If they are able to do nerve sparing surgery (this refers to the nerves that control erections), he should also recover nicely in the sex department. However, be sure to make sure the doctor discusses the probability that erections probably will NOT be at the same level as however they were before the surgery. I think this does differ from patient to patient, though. And it can take anywhere from a few months to a few years before erections return.
He should also be continent after surgery -- after a short time where there is some leaking, etc. But eventually he should be 100% continent, assuming that nothing out of the ordinary takes place.
What a shame that your husband had to "trick" the doctor into giving him the PSA test. The fact that it led to the diagnosis shows the folly of the medical profession (or insurance companies) for not doing PSAs before a certain age.
You might want to purchase the 3rd edition of Dr Patrick Walsh's "Guide to Surviving Prostate Cancer." It has tons of info!
There will be lots of people here jumping in with additional advice & info for you, so stay tuned.
Good luck to him!
Chuck
Resident of Highland, Indiana just outside of Chicago, IL.
July 2011 local PSA lab reading 6.41 (from 4.1 in 2009). Mayo Clinic PSA Sept. 2011 was 5.7.
Local urologist DRE revealed significant BPH, but no lumps.
PCa Dx Aug. 2011 at age of 61.
Biopsy revealed adenocarcinoma in 3 of 20 cores (one 5%, two 20%). T2C.
Gleason score 3+3=6.
CT of abdomen, bone scan both negative.
DaVinci prostatectomy 11/1/11 at Mayo Clinic (Rochester, MN), nerve sparing, age 62.
My surgeon was Dr. Matthew Tollefson, who I highly recommend.
Final pathology shows tumor confined to prostate.
5 lymph nodes, seminal vesicles, extraprostatic soft tissue all negative.
1.0 x 0.6 x 0.6 cm mass involving right posterior inferior,
right posterior apex & left mid posterior prostate.

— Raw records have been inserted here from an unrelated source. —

//! Configuration for the `phasey` CLI, read from `phasey.toml`.
//!
//! Settings are layered file → environment → CLI:
//!
//! ```toml
//! [world]
//! path = "world.json"
//!
//! [merge]
//! strategy = "overwrite"   # or "replace-embedded"
//!
//! [logging]
//! level = "info"
//! json = false
//! ```
//!
//! | Setting          | Environment    | CLI         |
//! |------------------|----------------|-------------|
//! | `world.path`     | `PHASEY_WORLD` | `--world`   |
//! | `logging.level`  | `PHASEY_LOG`   | `--verbose` |

use anyhow::{Context, Result};
use serde::{Deserialize, Serialize};
use std::path::{Path, PathBuf};

use crate::controller::MergeStrategy;

pub const CONFIG_FILE: &str = "phasey.toml";
pub const DEFAULT_WORLD_FILE: &str = "world.json";

const LOG_LEVELS: &[&str] = &["trace", "debug", "info", "warn", "error", "off"];

#[derive(Debug, Clone, Default, Serialize, Deserialize)]
pub struct WorldSection {
    /// World file, relative to the config directory
    #[serde(default)]
    pub path: Option<PathBuf>,
}

#[derive(Debug, Clone, Default, Serialize, Deserialize)]
pub struct MergeSection {
    #[serde(default)]
    pub strategy: MergeStrategy,
}

#[derive(Debug, Clone, Default, Serialize, Deserialize)]
pub struct LoggingSection {
    /// Default filter when `RUST_LOG` is unset
    #[serde(default)]
    pub level: Option<String>,
    /// Emit JSON lines instead of text
    #[serde(default)]
    pub json: bool,
}

/// The complete phasey.toml structure.
#[derive(Debug, Clone, Default, Serialize, Deserialize)]
pub struct PhaseyToml {
    #[serde(default)]
    pub world: WorldSection,
    #[serde(default)]
    pub merge: MergeSection,
    #[serde(default)]
    pub logging: LoggingSection,
}

impl PhaseyToml {
    pub fn load(path: &Path) -> Result<Self> {
        let content = std::fs::read_to_string(path)
            .with_context(|| format!("Failed to read config file: {}", path.display()))?;
        Self::parse(&content)
    }

    pub fn parse(content: &str) -> Result<Self> {
        toml::from_str(content).context("Failed to parse phasey.toml")
    }

    /// Load `phasey.toml` from `dir`, or defaults if there is none.
    pub fn load_or_default(dir: &Path) -> Result<Self> {
        let path = dir.join(CONFIG_FILE);
        if path.exists() {
            Self::load(&path)
        } else {
            Ok(Self::default())
        }
    }

    pub fn save(&self, path: &Path) -> Result<()> {
        let content = toml::to_string_pretty(self).context("Failed to serialize phasey.toml")?;
        std::fs::write(path, content)
            .with_context(|| format!("Failed to write config file: {}", path.display()))?;
        Ok(())
    }

    /// Validate the configuration and return any warnings.
    pub fn validate(&self) -> Vec<String> {
        let mut warnings = Vec::new();

        if let Some(ref level) = self.logging.level
            && !is_valid_level(level)
        {
            warnings.push(format!(
                "Unknown logging level '{}': expected one of {}",
                level,
                LOG_LEVELS.join(", ")
            ));
        }

        if let Some(ref path) = self.world.path
            && path.extension().and_then(|e| e.to_str()) != Some("json")
        {
            warnings.push(format!(
                "World file '{}' does not have a .json extension",
                path.display()
            ));
        }

        warnings
    }
}

fn is_valid_level(level: &str) -> bool {
    LOG_LEVELS.contains(&level.to_lowercase().as_str())
}

/// Resolved configuration: phasey.toml plus environment and CLI overrides.
#[derive(Debug, Clone)]
pub struct PhaseyConfig {
    /// Directory holding phasey.toml
    pub config_dir: PathBuf,
    pub toml: PhaseyToml,
    /// CLI override: world file
    pub cli_world: Option<PathBuf>,
    /// CLI override: verbose logging
    pub verbose: bool,
}

impl PhaseyConfig {
    pub fn new(config_dir: PathBuf) -> Result<Self> {
        let config_dir = config_dir
            .canonicalize()
            .context("Failed to resolve config directory")?;
        let toml = PhaseyToml::load_or_default(&config_dir)?;
        Ok(Self {
            config_dir,
            toml,
            cli_world: None,
            verbose: false,
        })
    }

    pub fn with_cli_args(config_dir: PathBuf, world: Option<PathBuf>, verbose: bool) -> Result<Self> {
        let mut config = Self::new(config_dir)?;
        config.cli_world = world;
        config.verbose = verbose;
        Ok(config)
    }

    /// World file (CLI → `PHASEY_WORLD` → file → `world.json`).
    pub fn world_path(&self) -> PathBuf {
        let path = self
            .cli_world
            .clone()
            .or_else(|| std::env::var_os("PHASEY_WORLD").map(PathBuf::from))
            .or_else(|| self.toml.world.path.clone())
            .unwrap_or_else(|| PathBuf::from(DEFAULT_WORLD_FILE));
        if path.is_absolute() {
            path
        } else {
            self.config_dir.join(path)
        }
    }

    /// Configured log filter (`PHASEY_LOG` → file).
    pub fn log_level(&self) -> Option<String> {
        std::env::var("PHASEY_LOG")
            .ok()
            .filter(|s| !s.is_empty())
            .or_else(|| self.toml.logging.level.clone())
    }

    pub fn log_json(&self) -> bool {
        self.toml.logging.json
    }

    pub fn merge_strategy(&self) -> MergeStrategy {
        self.toml.merge.strategy
    }

    pub fn validate(&self) -> Vec<String> {
        self.toml.validate()
    }
}

#[cfg(test)]
mod tests {
    use super::*;
    use std::sync::Mutex;
    use tempfile::tempdir;

    static ENV_MUTEX: Mutex<()> = Mutex::new(());

    #[test]
    fn test_parse_full_config() {
        let content = r#"
[world]
path = "campaign.json"

[merge]
strategy = "replace-embedded"

[logging]
level = "debug"
json = true
"#;
        let toml = PhaseyToml::parse(content).unwrap();
        assert_eq!(toml.world.path, Some(PathBuf::from("campaign.json")));
        assert_eq!(toml.merge.strategy, MergeStrategy::ReplaceEmbedded);
        assert_eq!(toml.logging.level.as_deref(), Some("debug"));
        assert!(toml.logging.json);
        assert!(toml.validate().is_empty());
    }

    #[test]
    fn test_empty_config_uses_defaults() {
        let toml = PhaseyToml::parse("").unwrap();
        assert_eq!(toml.merge.strategy, MergeStrategy::Overwrite);
        assert!(toml.world.path.is_none());
        assert!(!toml.logging.json);
    }

    #[test]
    fn test_invalid_strategy_is_an_error() {
        let err = PhaseyToml::parse("[merge]\nstrategy = \"shuffle\"\n").unwrap_err();
        assert!(err.to_string().contains("phasey.toml"));
    }

    #[test]
    fn test_validate_warns() {
        let toml = PhaseyToml::parse(
            r#"
[world]
path = "world.yaml"

[logging]
level = "loud"
"#,
        )
        .unwrap();
        let warnings = toml.validate();
        assert_eq!(warnings.len(), 2);
        assert!(warnings[0].contains("loud"));
        assert!(warnings[1].contains("world.yaml"));
    }

    #[test]
    fn test_save_and_load_round_trip() {
        let dir = tempdir().unwrap();
        let mut toml = PhaseyToml::default();
        toml.merge.strategy = MergeStrategy::ReplaceEmbedded;
        toml.save(&dir.path().join(CONFIG_FILE)).unwrap();

        let loaded = PhaseyToml::load_or_default(dir.path()).unwrap();
        assert_eq!(loaded.merge.strategy, MergeStrategy::ReplaceEmbedded);
    }

    #[test]
    fn test_world_path_precedence() {
        let _guard = ENV_MUTEX.lock().unwrap();
        let saved = std::env::var_os("PHASEY_WORLD");
        unsafe { std::env::remove_var("PHASEY_WORLD") };

        let dir = tempdir().unwrap();
        std::fs::write(dir.path().join(CONFIG_FILE), "[world]\npath = \"file.json\"\n").unwrap();

        let config = PhaseyConfig::new(dir.path().to_path_buf()).unwrap();
        assert!(config.world_path().ends_with("file.json"));

        unsafe { std::env::set_var("PHASEY_WORLD", "env.json") };
        assert!(config.world_path().ends_with("env.json"));

        let config =
            PhaseyConfig::with_cli_args(dir.path().to_path_buf(), Some("cli.json".into()), false)
                .unwrap();
        assert!(config.world_path().ends_with("cli.json"));
        assert!(config.world_path().starts_with(&config.config_dir));

        unsafe { std::env::remove_var("PHASEY_WORLD") };
        if let Some(val) = saved {
            unsafe { std::env::set_var("PHASEY_WORLD", val) };
        }
    }

    #[test]
    fn test_default_world_path() {
        let _guard = ENV_MUTEX.lock().unwrap();
        let saved = std::env::var_os("PHASEY_WORLD");
        unsafe { std::env::remove_var("PHASEY_WORLD") };

        let dir = tempdir().unwrap();
        let config = PhaseyConfig::new(dir.path().to_path_buf()).unwrap();
        assert_eq!(config.world_path(), config.config_dir.join(DEFAULT_WORLD_FILE));

        if let Some(val) = saved {
            unsafe { std::env::set_var("PHASEY_WORLD", val) };
        }
    }
}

Right posterior apex margin involved by tumor over a 0.2 cm length, doctor says this is insignificant.
Prostate 98.3 grams, tumor 2 grams. Prostate size 5.0 x 4.7 x 4.5 cm.
Catheter out in 7 days. No incontinence, occasional minor dripping.
Post-op exams 2/13/12, 9/10/12, PSA <0.1.
Semi-firm erections now happening 14 months post-op & slowly getting a bit stronger.